#[cfg(test)]
mod tests {
    use super::*;
    use rstest::rstest;

    const WOFF2_SRC: &str = "url(data:application/font-woff2;charset=utf-8;base64,d09GMg==) format('woff2')";
    const EOT_SRC: &str = "url(data:application/vnd.ms-fontobject;charset=utf-8;base64,TFA=) format('embedded-opentype')";

    fn map() -> DataUrlMap {
        [
            ("fonts/akronim.woff2", Some(WOFF2_SRC.to_string())),
            ("fonts/akronim.eot", Some(EOT_SRC.to_string())),
            ("fonts/mystery.ttf", None),
        ]
        .into_iter()
        .collect()
    }

    const STYLESHEET: &str = "body { font-family: 'Akronim'; }\n\
        @font-face {\n  font-family: 'Akronim';\n  src: url('../fonts/akronim.eot?#iefix') format('embedded-opentype'),\n       url(\"../fonts/akronim.woff2\") format('woff2'),\n       url(missing.woff) format('woff');\n}\n";

    #[test]
    fn test_substitutes_matching_terms() {
        let map = map();
        let result = Rewriter::new(&map).rewrite(STYLESHEET).unwrap();
        assert!(result.modified);
        assert_eq!(result.filepath, None);
        let expected = format!(
            "body {{ font-family: 'Akronim'; }}\n@font-face {{\n  font-family: 'Akronim';\n  src: {EOT_SRC},\n{WOFF2_SRC},\nurl(missing.woff) format('woff');\n}}\n"
        );
        assert_eq!(result.content, expected);
    }

    #[test]
    fn test_no_font_face_is_byte_identical() {
        let map = map();
        let css = "/* fonts */\nbody{src:url(akronim.woff2)}\n@media print { p { color: black } }";
        let result = Rewriter::new(&map).rewrite(css).unwrap();
        assert!(!result.modified);
        assert_eq!(result.content, css);
    }

    #[test]
    fn test_unmatched_font_face_is_byte_identical() {
        let map = map();
        let css = "@font-face {\n\tsrc :  url(other.woff)  ;\n}";
        let result = Rewriter::new(&map).rewrite(css).unwrap();
        assert!(!result.modified);
        assert_eq!(result.content, css);
    }

    #[test]
    fn test_idempotent() {
        let map = map();
        let rewriter = Rewriter::new(&map);
        let once = rewriter.rewrite(STYLESHEET).unwrap();
        let twice = rewriter.rewrite(&once.content).unwrap();
        assert!(!twice.modified);
        assert_eq!(twice.content, once.content);
    }

    #[test]
    fn test_overlong_paths_are_skipped() {
        let long = format!("{}/akronim.woff2", "d".repeat(MAX_PATH_LENGTH));
        let map = map();
        let result = Rewriter::new(&map).rewrite(&format!("@font-face {{ src: url({long}); }}")).unwrap();
        assert!(!result.modified);

        let fits = format!("{}/akronim.woff2", "d".repeat(MAX_PATH_LENGTH - "/akronim.woff2".len()));
        assert_eq!(fits.chars().count(), MAX_PATH_LENGTH);
        let result = Rewriter::new(&map).rewrite(&format!("@font-face {{ src: url({fits}); }}")).unwrap();
        assert!(result.modified);
    }

    #[test]
    fn test_unresolved_type_stops_search() {
        let map: DataUrlMap =
            [("a/mystery.ttf", None), ("b/mystery.ttf", Some("url(x) format('truetype')".to_string()))]
                .into_iter()
                .collect();
        let css = "@font-face { src: url(mystery.ttf); }";
        let result = Rewriter::new(&map).rewrite(css).unwrap();
        assert!(!result.modified);
        assert_eq!(result.content, css);
    }

    #[test]
    fn test_basename_mode_collapses_same_names() {
        let map: DataUrlMap = [
            ("/site/fonts/a/icon.woff", Some("FIRST".to_string())),
            ("/site/fonts/b/icon.woff", Some("SECOND".to_string())),
        ]
        .into_iter()
        .collect();
        let css = "@font-face { src: url(../fonts/b/icon.woff); }";
        let result = Rewriter::new(&map).with_root(Some(Path::new("/site/css"))).rewrite(css).unwrap();
        assert_eq!(result.content, "@font-face { src: FIRST; }");
    }

    #[test]
    fn test_full_path_mode_distinguishes_same_names() {
        let map: DataUrlMap = [
            ("/site/fonts/a/icon.woff", Some("FIRST".to_string())),
            ("/site/fonts/b/icon.woff", Some("SECOND".to_string())),
        ]
        .into_iter()
        .collect();
        let css = "@font-face { src: url(../fonts/b/icon.woff); }";
        let rewriter = Rewriter::new(&map).with_match_mode(MatchMode::FullPath);

        let result = rewriter.with_root(Some(Path::new("/site/css"))).rewrite(css).unwrap();
        assert_eq!(result.content, "@font-face { src: SECOND; }");

        // Elsewhere on disk, nothing resolves to either font.
        let result = rewriter.with_root(Some(Path::new("/elsewhere/css"))).rewrite(css).unwrap();
        assert!(!result.modified);

        // Without a root, full-path mode falls back to basenames.
        let result = rewriter.with_root(Some(Path::new(""))).rewrite(css).unwrap();
        assert_eq!(result.content, "@font-face { src: FIRST; }");
    }

    #[test]
    fn test_custom_validator_receives_all_forms() {
        let map = map();
        let seen = std::sync::Mutex::new(Vec::new());
        let validator = |target: &str, candidate: &str, url: &str, key: &str| {
            seen.lock().unwrap().push((target.to_string(), candidate.to_string(), url.to_string(), key.to_string()));
            false
        };
        let css = "@font-face { src: url('../x/akronim.woff2#v1'); }";
        let result = Rewriter::new(&map).with_validator(&validator).rewrite(css).unwrap();
        assert!(!result.modified);
        let seen = seen.into_inner().unwrap();
        assert_eq!(seen.len(), 3);
        assert_eq!(
            seen[0],
            (
                "akronim.woff2".to_string(),
                "akronim.woff2".to_string(),
                "../x/akronim.woff2".to_string(),
                "fonts/akronim.woff2".to_string()
            )
        );
    }

    #[test]
    fn test_nested_and_case_insensitive() {
        let map = map();
        let css = "@media screen { @FONT-FACE { SRC: url(akronim.woff2); } }";
        let result = Rewriter::new(&map).rewrite(css).unwrap();
        assert!(result.modified);
        assert_eq!(result.content, format!("@media screen {{ @FONT-FACE {{ SRC: {WOFF2_SRC}; }} }}"));
    }

    #[test]
    fn test_parse_error_propagates() {
        let map = map();
        let err = Rewriter::new(&map).rewrite("@font-face { src: url(a.woff);").unwrap_err();
        assert!(matches!(&*err, ErrorKind::Parse { .. }));
    }

    #[rstest]
    #[case("url('a.woff')", "a.woff")]
    #[case("url(\"a.woff?v=1\") format('woff')", "a.woff")]
    #[case("url( ../a.eot?#iefix )", "../a.eot")]
    #[case("URL(a.woff#frag)", "a.woff")]
    #[case("  local('Akronim')  ", "local('Akronim')")]
    fn test_extract_url(#[case] term: &str, #[case] expected: &str) {
        assert_eq!(extract_url(term), expected);
    }

    #[test]
    fn test_split_terms() {
        assert_eq!(
            split_terms("url(a,b.woff) format('woff'), local(\"x, y\") ,url(c)"),
            vec!["url(a,b.woff) format('woff')", "local(\"x, y\")", "url(c)"]
        );
        assert_eq!(split_terms(""), vec![""]);
        assert_eq!(split_terms("url('a,b.woff'), /* x, y */ url(c)"), vec!["url('a,b.woff')", "/* x, y */ url(c)"]);
    }

    #[test]
    fn test_escaped_selectors_do_not_block_rewriting() {
        let map: DataUrlMap = [("fonts/a.woff", Some("DATA".to_string()))].into_iter().collect();
        let css = ".content-\\[\\'\\'\\] { --tw-content: ''; }\n@font-face { src: url(a.woff); }";
        let result = Rewriter::new(&map).rewrite(css).unwrap();
        assert!(result.modified);
        assert_eq!(result.content, ".content-\\[\\'\\'\\] { --tw-content: ''; }\n@font-face { src: DATA; }");

        let css = ".a\\{b { color: red }\n@font-face{src:url(a.woff);}";
        let result = Rewriter::new(&map).rewrite(css).unwrap();
        assert_eq!(result.content, ".a\\{b { color: red }\n@font-face{src:DATA;}");
    }
}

########

Assignment.
Once you have found every line above holding the word "None", copy those lines.

Your response.
            ("fonts/mystery.ttf", None),
        assert_eq!(result.filepath, None);
            [("a/mystery.ttf", None), ("b/mystery.ttf", Some("url(x) format('truetype')".to_string()))]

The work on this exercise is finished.